**To do**
Report the number of lines in the data below where the string "exit" shows up, and only that number.

Data records Block Start

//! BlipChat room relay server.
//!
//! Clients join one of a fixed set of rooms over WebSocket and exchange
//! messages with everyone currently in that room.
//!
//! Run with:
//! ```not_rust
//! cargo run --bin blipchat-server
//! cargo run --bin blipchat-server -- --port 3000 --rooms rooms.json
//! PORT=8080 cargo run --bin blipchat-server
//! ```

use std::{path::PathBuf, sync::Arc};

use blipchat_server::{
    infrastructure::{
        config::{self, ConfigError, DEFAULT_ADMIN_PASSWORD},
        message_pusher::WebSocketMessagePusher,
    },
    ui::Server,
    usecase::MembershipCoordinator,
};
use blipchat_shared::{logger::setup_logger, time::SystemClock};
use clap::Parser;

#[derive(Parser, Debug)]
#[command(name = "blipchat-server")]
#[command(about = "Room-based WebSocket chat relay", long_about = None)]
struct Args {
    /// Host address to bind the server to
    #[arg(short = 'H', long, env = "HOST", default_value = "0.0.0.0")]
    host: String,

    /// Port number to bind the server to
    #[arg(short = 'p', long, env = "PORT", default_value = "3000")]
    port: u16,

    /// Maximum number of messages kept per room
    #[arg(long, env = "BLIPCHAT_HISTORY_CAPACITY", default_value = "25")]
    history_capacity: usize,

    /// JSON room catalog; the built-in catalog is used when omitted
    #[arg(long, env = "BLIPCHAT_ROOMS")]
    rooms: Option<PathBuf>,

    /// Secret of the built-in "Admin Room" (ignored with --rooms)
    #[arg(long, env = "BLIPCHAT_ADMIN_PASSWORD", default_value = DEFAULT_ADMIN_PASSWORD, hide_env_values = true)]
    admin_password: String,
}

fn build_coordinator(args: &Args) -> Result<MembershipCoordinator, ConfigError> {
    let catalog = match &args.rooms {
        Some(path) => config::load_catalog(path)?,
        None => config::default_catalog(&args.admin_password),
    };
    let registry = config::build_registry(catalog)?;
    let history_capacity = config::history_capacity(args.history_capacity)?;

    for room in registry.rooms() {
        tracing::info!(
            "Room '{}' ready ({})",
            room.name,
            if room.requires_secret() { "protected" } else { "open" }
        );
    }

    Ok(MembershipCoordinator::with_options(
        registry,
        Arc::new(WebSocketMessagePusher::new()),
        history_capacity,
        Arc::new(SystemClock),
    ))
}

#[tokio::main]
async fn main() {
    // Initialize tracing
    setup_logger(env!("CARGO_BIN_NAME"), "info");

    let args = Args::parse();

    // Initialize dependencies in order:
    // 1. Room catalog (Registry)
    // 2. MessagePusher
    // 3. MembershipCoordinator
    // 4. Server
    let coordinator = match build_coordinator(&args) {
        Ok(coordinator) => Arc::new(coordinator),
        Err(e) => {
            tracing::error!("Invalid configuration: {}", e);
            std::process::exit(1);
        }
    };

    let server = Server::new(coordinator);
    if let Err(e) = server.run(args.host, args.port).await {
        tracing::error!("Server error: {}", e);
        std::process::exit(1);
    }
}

Data records Block End
Data records Block Start

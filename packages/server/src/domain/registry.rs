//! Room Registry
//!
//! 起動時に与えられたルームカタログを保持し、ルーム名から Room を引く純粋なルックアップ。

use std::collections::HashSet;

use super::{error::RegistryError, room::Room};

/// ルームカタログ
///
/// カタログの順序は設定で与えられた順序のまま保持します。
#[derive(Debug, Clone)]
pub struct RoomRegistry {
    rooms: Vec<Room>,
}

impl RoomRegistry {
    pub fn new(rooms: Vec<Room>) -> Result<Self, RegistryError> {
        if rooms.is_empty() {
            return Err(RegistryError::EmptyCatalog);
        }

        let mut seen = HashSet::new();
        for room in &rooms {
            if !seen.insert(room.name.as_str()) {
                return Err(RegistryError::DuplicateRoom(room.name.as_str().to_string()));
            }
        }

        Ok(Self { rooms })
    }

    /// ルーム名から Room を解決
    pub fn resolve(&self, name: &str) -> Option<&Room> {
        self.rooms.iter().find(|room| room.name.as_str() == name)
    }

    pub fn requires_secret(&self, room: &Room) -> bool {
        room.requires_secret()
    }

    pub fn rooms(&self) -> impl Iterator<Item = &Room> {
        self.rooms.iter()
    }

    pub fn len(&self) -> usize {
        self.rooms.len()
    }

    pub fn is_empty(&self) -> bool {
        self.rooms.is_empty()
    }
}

Data records Block End

**Response**
2